The records appear below. Repeat them exactly.

[Opening Dataset extract section]

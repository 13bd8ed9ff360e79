use std::path::PathBuf;
use std::sync::Arc;

use anyhow::Context as _;
use clap::Parser;
use serenity::model::gateway::GatewayIntents;
use serenity::prelude::*;
use tracing::info;

use postal_pinger_bot::config::Config;
use postal_pinger_bot::database;
use postal_pinger_bot::handler::Handler;
use postal_pinger_bot::logging;
use postal_pinger_bot::model::{AppState, ShardManagerContainer};

/// Bot for pinging users in postal areas.
#[derive(Parser, Debug)]
#[command(name = "postal-pinger-bot", version, about)]
struct Cli {
    /// Path to the config file.
    #[arg(long)]
    config_path: PathBuf,
}

#[tokio::main]
async fn main() -> anyhow::Result<()> {
    logging::init();
    let cli = Cli::parse();
    let config = Arc::new(Config::load(&cli.config_path)?);

    let db = database::connect(&config.db_config)
        .await
        .context("connecting to the registration database")?;

    // The members intent is needed to resolve users by username and to
    // check presence during reconciliation.
    let intents = GatewayIntents::GUILDS
        | GatewayIntents::GUILD_MESSAGES
        | GatewayIntents::MESSAGE_CONTENT
        | GatewayIntents::GUILD_MEMBERS;

    let mut client = Client::builder(&config.discord_token, intents)
        .event_handler(Handler::new())
        .await
        .context("creating the Discord client")?;

    {
        let mut data = client.data.write().await;
        data.insert::<ShardManagerContainer>(client.shard_manager.clone());
        data.insert::<AppState>(Arc::new(AppState {
            db,
            config: config.clone(),
        }));
    }

    info!("starting Discord client");
    client.start().await.context("running the Discord client")?;
    Ok(())
}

[Closing Dataset extract section]

* Response for this exercise:
repository 13bd8ed9ff360e79
use std::path::PathBuf;
use std::sync::Arc;

use anyhow::Context as _;
use clap::Parser;
use serenity::model::gateway::GatewayIntents;
use serenity::prelude::*;
use tracing::info;

use postal_pinger_bot::config::Config;
use postal_pinger_bot::database;
use postal_pinger_bot::handler::Handler;
use postal_pinger_bot::logging;
use postal_pinger_bot::model::{AppState, ShardManagerContainer};

/// Bot for pinging users in postal areas.
#[derive(Parser, Debug)]
#[command(name = "postal-pinger-bot", version, about)]
struct Cli {
    /// Path to the config file.
    #[arg(long)]
    config_path: PathBuf,
}

#[tokio::main]
async fn main() -> anyhow::Result<()> {
    logging::init();
    let cli = Cli::parse();
    let config = Arc::new(Config::load(&cli.config_path)?);

    let db = database::connect(&config.db_config)
        .await
        .context("connecting to the registration database")?;

    // The members intent is needed to resolve users by username and to
    // check presence during reconciliation.
    let intents = GatewayIntents::GUILDS
        | GatewayIntents::GUILD_MESSAGES
        | GatewayIntents::MESSAGE_CONTENT
        | GatewayIntents::GUILD_MEMBERS;

    let mut client = Client::builder(&config.discord_token, intents)
        .event_handler(Handler::new())
        .await
        .context("creating the Discord client")?;

    {
        let mut data = client.data.write().await;
        data.insert::<ShardManagerContainer>(client.shard_manager.clone());
        data.insert::<AppState>(Arc::new(AppState {
            db,
            config: config.clone(),
        }));
    }

    info!("starting Discord client");
    client.start().await.context("running the Discord client")?;
    Ok(())
}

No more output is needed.